* How to complete this task *
Return the records below exactly, leaving nothing out.

* Available data *
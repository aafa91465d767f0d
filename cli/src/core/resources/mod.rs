pub mod artifacts;
use thiserror::Error;

use crate::{
    core::{
        contracts::ContractName,
        deployment::Deployment,
        resources::artifacts::{resolve_abi, ArtifactsResource},
    },
    settings::SettingsError,
};

/// Resolves the ABI of every deployed contract and binds it to the
/// contract's address.
///
/// This action is used by the `config` command, nothing reads the
/// contract configuration before it has completed.
pub struct Initialize<A: ArtifactsResource + Sync> {
    /// The Artifacts resource
    artifacts_resource: A,

    /// Fail instead of degrading when an ABI cannot be resolved
    strict: bool,
}

#[allow(clippy::enum_variant_names)]
#[derive(Error, Debug)]
pub enum InitError {
    /// Catch-all error
    #[error("CustomError: {0}")]
    CustomError(String),
    /// Error related to the settings file
    #[error("SettingsError: {0}")]
    SettingsError(#[from] SettingsError),
    /// One or more ABIs could not be resolved
    #[error("MissingArtifactsError: no ABI for {}", format_contracts(.0))]
    MissingArtifactsError(Vec<ContractName>),
}

fn format_contracts(contracts: &[ContractName]) -> String {
    contracts
        .iter()
        .map(ContractName::as_str)
        .collect::<Vec<_>>()
        .join(", ")
}

impl<A: ArtifactsResource + Sync> Initialize<A> {
    pub fn new(artifacts_resource: A, strict: bool) -> Self {
        Initialize {
            artifacts_resource,
            strict,
        }
    }

    pub async fn run(&self) -> Result<Deployment, InitError> {
        // The three lookups are independent, all of them must finish
        // before the deployment exists
        let (crypto_devs_nft, fake_nft_marketplace, crypto_devs_dao) = tokio::join!(
            resolve_abi(&self.artifacts_resource, ContractName::CryptoDevsNFT),
            resolve_abi(&self.artifacts_resource, ContractName::FakeNFTMarketPlace),
            resolve_abi(&self.artifacts_resource, ContractName::CryptoDevsDAO),
        );
        let deployment = Deployment::new(crypto_devs_nft, fake_nft_marketplace, crypto_devs_dao);

        let missing = deployment.missing();
        if !missing.is_empty() {
            if self.strict {
                return Err(InitError::MissingArtifactsError(missing));
            }
            log::warn!(
                "Continuing without ABI for {}",
                format_contracts(&missing)
            );
        }

        Ok(deployment)
    }
}

#[cfg(test)]
mod tests {
    use super::{InitError, Initialize};
    use crate::{
        core::{abi::Abi, contracts::ContractName},
        resources::artifacts::{LocalArtifactStore, DEFAULT_READ_TIMEOUT},
    };
    use serde_json::json;
    use std::fs;
    use tempfile::tempdir;

    fn store_with(contracts: &[ContractName]) -> (tempfile::TempDir, LocalArtifactStore) {
        let temp_dir = tempdir().unwrap();
        for (i, contract) in contracts.iter().enumerate() {
            let path = temp_dir.path().join(contract.artifact_path());
            fs::create_dir_all(path.parent().unwrap()).unwrap();
            fs::write(path, json!({ "abi": [i] }).to_string()).unwrap();
        }
        let store = LocalArtifactStore::new(temp_dir.path().to_owned(), DEFAULT_READ_TIMEOUT);
        (temp_dir, store)
    }

    #[tokio::test(flavor = "multi_thread")]
    async fn resolves_every_contract() {
        let (_temp_dir, store) = store_with(&ContractName::ALL);

        let deployment = Initialize::new(store, true).run().await.unwrap();
        assert!(deployment.missing().is_empty());
        for (i, contract) in ContractName::ALL.iter().enumerate() {
            assert_eq!(deployment.abi(*contract), Some(&Abi::new(json!([i]))));
            assert_eq!(deployment.entry(*contract).address, contract.address());
        }
    }

    #[tokio::test(flavor = "multi_thread")]
    async fn degrades_without_strict() {
        let (_temp_dir, store) = store_with(&[ContractName::CryptoDevsNFT]);

        let deployment = Initialize::new(store, false).run().await.unwrap();
        assert!(deployment.abi(ContractName::CryptoDevsNFT).is_some());
        assert_eq!(
            deployment.missing(),
            vec![ContractName::FakeNFTMarketPlace, ContractName::CryptoDevsDAO]
        );
    }

    #[tokio::test(flavor = "multi_thread")]
    async fn strict_fails_on_missing_artifacts() {
        let (_temp_dir, store) = store_with(&[ContractName::CryptoDevsDAO]);

        let error = Initialize::new(store, true).run().await.unwrap_err();
        match error {
            InitError::MissingArtifactsError(missing) => assert_eq!(
                missing,
                vec![ContractName::CryptoDevsNFT, ContractName::FakeNFTMarketPlace]
            ),
            e => panic!("unexpected error: {}", e),
        }
    }
}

* Response to the task *
repository aafa91465d767f0d
filename cli/src/core/resources/mod.rs
pub mod artifacts;
use thiserror::Error;

use crate::{
    core::{
        contracts::ContractName,
        deployment::Deployment,
        resources::artifacts::{resolve_abi, ArtifactsResource},
    },
    settings::SettingsError,
};

/// Resolves the ABI of every deployed contract and binds it to the
/// contract's address.
///
/// This action is used by the `config` command, nothing reads the
/// contract configuration before it has completed.
pub struct Initialize<A: ArtifactsResource + Sync> {
    /// The Artifacts resource
    artifacts_resource: A,

    /// Fail instead of degrading when an ABI cannot be resolved
    strict: bool,
}

#[allow(clippy::enum_variant_names)]
#[derive(Error, Debug)]
pub enum InitError {
    /// Catch-all error
    #[error("CustomError: {0}")]
    CustomError(String),
    /// Error related to the settings file
    #[error("SettingsError: {0}")]
    SettingsError(#[from] SettingsError),
    /// One or more ABIs could not be resolved
    #[error("MissingArtifactsError: no ABI for {}", format_contracts(.0))]
    MissingArtifactsError(Vec<ContractName>),
}

fn format_contracts(contracts: &[ContractName]) -> String {
    contracts
        .iter()
        .map(ContractName::as_str)
        .collect::<Vec<_>>()
        .join(", ")
}

impl<A: ArtifactsResource + Sync> Initialize<A> {
    pub fn new(artifacts_resource: A, strict: bool) -> Self {
        Initialize {
            artifacts_resource,
            strict,
        }
    }

    pub async fn run(&self) -> Result<Deployment, InitError> {
        // The three lookups are independent, all of them must finish
        // before the deployment exists
        let (crypto_devs_nft, fake_nft_marketplace, crypto_devs_dao) = tokio::join!(
            resolve_abi(&self.artifacts_resource, ContractName::CryptoDevsNFT),
            resolve_abi(&self.artifacts_resource, ContractName::FakeNFTMarketPlace),
            resolve_abi(&self.artifacts_resource, ContractName::CryptoDevsDAO),
        );
        let deployment = Deployment::new(crypto_devs_nft, fake_nft_marketplace, crypto_devs_dao);

        let missing = deployment.missing();
        if !missing.is_empty() {
            if self.strict {
                return Err(InitError::MissingArtifactsError(missing));
            }
            log::warn!(
                "Continuing without ABI for {}",
                format_contracts(&missing)
            );
        }

        Ok(deployment)
    }
}

#[cfg(test)]
mod tests {
    use super::{InitError, Initialize};
    use crate::{
        core::{abi::Abi, contracts::ContractName},
        resources::artifacts::{LocalArtifactStore, DEFAULT_READ_TIMEOUT},
    };
    use serde_json::json;
    use std::fs;
    use tempfile::tempdir;

    fn store_with(contracts: &[ContractName]) -> (tempfile::TempDir, LocalArtifactStore) {
        let temp_dir = tempdir().unwrap();
        for (i, contract) in contracts.iter().enumerate() {
            let path = temp_dir.path().join(contract.artifact_path());
            fs::create_dir_all(path.parent().unwrap()).unwrap();
            fs::write(path, json!({ "abi": [i] }).to_string()).unwrap();
        }
        let store = LocalArtifactStore::new(temp_dir.path().to_owned(), DEFAULT_READ_TIMEOUT);
        (temp_dir, store)
    }

    #[tokio::test(flavor = "multi_thread")]
    async fn resolves_every_contract() {
        let (_temp_dir, store) = store_with(&ContractName::ALL);

        let deployment = Initialize::new(store, true).run().await.unwrap();
        assert!(deployment.missing().is_empty());
        for (i, contract) in ContractName::ALL.iter().enumerate() {
            assert_eq!(deployment.abi(*contract), Some(&Abi::new(json!([i]))));
            assert_eq!(deployment.entry(*contract).address, contract.address());
        }
    }

    #[tokio::test(flavor = "multi_thread")]
    async fn degrades_without_strict() {
        let (_temp_dir, store) = store_with(&[ContractName::CryptoDevsNFT]);

        let deployment = Initialize::new(store, false).run().await.unwrap();
        assert!(deployment.abi(ContractName::CryptoDevsNFT).is_some());
        assert_eq!(
            deployment.missing(),
            vec![ContractName::FakeNFTMarketPlace, ContractName::CryptoDevsDAO]
        );
    }

    #[tokio::test(flavor = "multi_thread")]
    async fn strict_fails_on_missing_artifacts() {
        let (_temp_dir, store) = store_with(&[ContractName::CryptoDevsDAO]);

        let error = Initialize::new(store, true).run().await.unwrap_err();
        match error {
            InitError::MissingArtifactsError(missing) => assert_eq!(
                missing,
                vec![ContractName::CryptoDevsNFT, ContractName::FakeNFTMarketPlace]
            ),
            e => panic!("unexpected error: {}", e),
        }
    }
}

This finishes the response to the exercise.